There are limitations to this study. First, this is a retrospective, single center study. A multi-center study with a larger sample size would have been more representative. The results of this study may not necessarily be generalizable to different regions and practices. Second, bone density is a factor associated with PJK, and this was not specifically measured. Unfortunately, pre-operative computed tomography to measure Hounsfield units and bone density test were not uniformly available in all patients, and thus, we could not accurately report on bone density. Third is that we did not correct for the different types of corrective tools used such as 3-column osteotomies, posterior column osteotomies, and interbody types. However, we tried to make the groups as homogeneous as possible by limiting the UIV to the thoracic spine and the LIV to the sacrum in all patients.
Conclusions
The position of the L1 vertebra relative to the gravity line appears to correlate with PJK after lower thoracic to sacrum fusions for ASD. Patients with an immediate postoperative L1-GL more than 5.47 cm behind the GL were 10.20 times more likely to develop PJK, also correlating with a supra-physiologic position of L1 relative to the GL by Roussouly type.
Footnotes
Disclosures
Zhuo Xi, MD; Minghao Wang, MD, Ping-Guo Duan, MD, Bo Li, MD, Hao-Hua Wu, MD, Jinping Liu, MD, Jeremy M.V. Guinn, BS and Joshua Rivera, BA: None. Praveen V. Mummaneni, MD: consultant: Depuy Synthes, Stryker, Globus. Royalties: Thieme Publishing, Springer Publishing, and DePuy Synthes. Research Support: NREF, ISSG and AO spine. Has purchased stock from Spinicity/ ISD. Shane Burch, MD: Consultant for Medtronic. Sigurd H. Berven, MD: Consulting: Medtronic, Stryker, Globus, Medicrea, Integrity Spine. Royalties: Medtronic. Research Support: NIH, AO spine. Dean Chou, MD: consultant: Globus, royalty: Globus.

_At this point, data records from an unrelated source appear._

//! MCP protocol layer for discovery and dispatch
//!
//! Routes tool calls, resource reads and prompt requests to their handlers.
//! Every tool call is timed and logged with its outcome.

use super::core::{ToolResult, UserDataMcpServer};
use super::handlers::{analysis, prompts, resources, user_storage};
use super::tools::{analysis_schemas, prompt_schemas, resource_schemas, user_schemas};
use crate::analytics::TextInsightGenerator;
use crate::error::{UserDataError, UserDataResult};
use crate::progress::{LogSink, ProgressSink};
use crate::storage::RecordStore;
use log::{debug, info, warn};
use serde_json::Value;
use std::time::Instant;

impl<S: RecordStore> UserDataMcpServer<S> {
    /// Get the list of available MCP tools as JSON
    ///
    /// # Examples
    ///
    /// ```rust
    /// # #[cfg(feature = "mcp")]
    /// use user_data_server::mcp_integration::UserDataMcpServer;
    /// # fn example(mcp_server: UserDataMcpServer<user_data_server::storage::InMemoryStore>) {
    /// let tools = mcp_server.get_tools();
    /// assert_eq!(tools.len(), 5);
    /// # }
    /// ```
    pub fn get_tools(&self) -> Vec<Value> {
        vec![
            user_schemas::write_user_tool(),
            user_schemas::get_user_count_tool(),
            analysis_schemas::analyze_users_tool(),
            user_schemas::bulk_add_users_tool(),
            analysis_schemas::process_users_simulation_tool(),
        ]
    }

    /// Execute a tool by name, sending progress and status events to the log.
    pub async fn execute_tool(&self, tool_name: &str, arguments: Value) -> ToolResult {
        self.execute_tool_with_progress(tool_name, arguments, &LogSink)
            .await
    }

    /// Execute a tool by name, sending progress and status events to `progress`.
    ///
    /// Unknown tools produce a failed result rather than an error.
    pub async fn execute_tool_with_progress(
        &self,
        tool_name: &str,
        arguments: Value,
        progress: &dyn ProgressSink,
    ) -> ToolResult {
        self.execute_tool_in_session(tool_name, arguments, None, progress)
            .await
    }

    /// Execute a tool on behalf of a connected client.
    ///
    /// `insights` is the client's own text generator (e.g. MCP sampling); when
    /// absent, `analyze_users` falls back to the service's configured one.
    pub async fn execute_tool_in_session(
        &self,
        tool_name: &str,
        arguments: Value,
        insights: Option<&dyn TextInsightGenerator>,
        progress: &dyn ProgressSink,
    ) -> ToolResult {
        debug!("Executing MCP tool: {} with args: {}", tool_name, arguments);
        info!("Tool called: {}", tool_name);
        let started = Instant::now();

        let result = match tool_name {
            // Storage operations
            "write_user" => user_storage::handle_write_user(self, arguments, progress).await,
            "get_user_count" => user_storage::handle_get_user_count(self, arguments, progress).await,
            "bulk_add_users" => user_storage::handle_bulk_add_users(self, arguments, progress).await,

            // Analysis operations
            "analyze_users" => {
                analysis::handle_analyze_users(self, arguments, insights, progress).await
            }
            "process_users_simulation" => {
                analysis::handle_process_users_simulation(self, arguments, progress).await
            }

            // Unknown tool
            _ => ToolResult::failure(
                tool_name,
                &UserDataError::invalid_request(format!("Unknown tool: {}", tool_name)),
            ),
        };

        let elapsed = started.elapsed().as_secs_f64();
        match result.error_message() {
            None => info!("Tool {} completed successfully in {:.2}s", tool_name, elapsed),
            Some(error) => warn!("Tool {} failed after {:.2}s: {}", tool_name, elapsed, error),
        }
        result
    }

    /// Fixed resources.
    pub fn list_resources(&self) -> Vec<Value> {
        vec![
            resource_schemas::users_resource(),
            resource_schemas::user_stats_resource(),
            resource_schemas::user_report_resource(),
        ]
    }

    /// Parameterized resources.
    pub fn list_resource_templates(&self) -> Vec<Value> {
        vec![resource_schemas::single_user_template()]
    }

    /// Read a resource by URI.
    pub async fn read_resource(&self, uri: &str, progress: &dyn ProgressSink) -> UserDataResult<Value> {
        debug!("Reading MCP resource: {}", uri);
        resources::handle_read_resource(self, uri, progress).await
    }

    pub fn list_prompts(&self) -> Vec<Value> {
        vec![
            prompt_schemas::user_management_assistant_prompt(),
            prompt_schemas::data_analysis_prompt(),
            prompt_schemas::interactive_user_prompt(),
        ]
    }

    /// Render a prompt by name with its arguments object.
    pub async fn get_prompt(
        &self,
        name: &str,
        arguments: &Value,
        progress: &dyn ProgressSink,
    ) -> UserDataResult<String> {
        debug!("Rendering MCP prompt: {}", name);
        prompts::handle_get_prompt(self, name, arguments, progress).await
    }

    /// Description of a prompt, as listed.
    pub(crate) fn prompt_description(&self, name: &str) -> Option<String> {
        self.list_prompts()
            .into_iter()
            .find(|p| p.get("name").and_then(Value::as_str) == Some(name))
            .and_then(|p| p.get("description").and_then(Value::as_str).map(str::to_string))
    }
}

Declaration of Conflicting Interests
The author(s) declared no potential conflicts of interest with respect to the research, authorship, and/or publication of this article.
Funding
The author(s) received no financial support for the research, authorship, and/or publication of this article.
Patient Consent
Patient consent was not necessary for this retrospective research. The study was approved by Institutional Review Board of University of California San Francisco (IRB:13-12 087).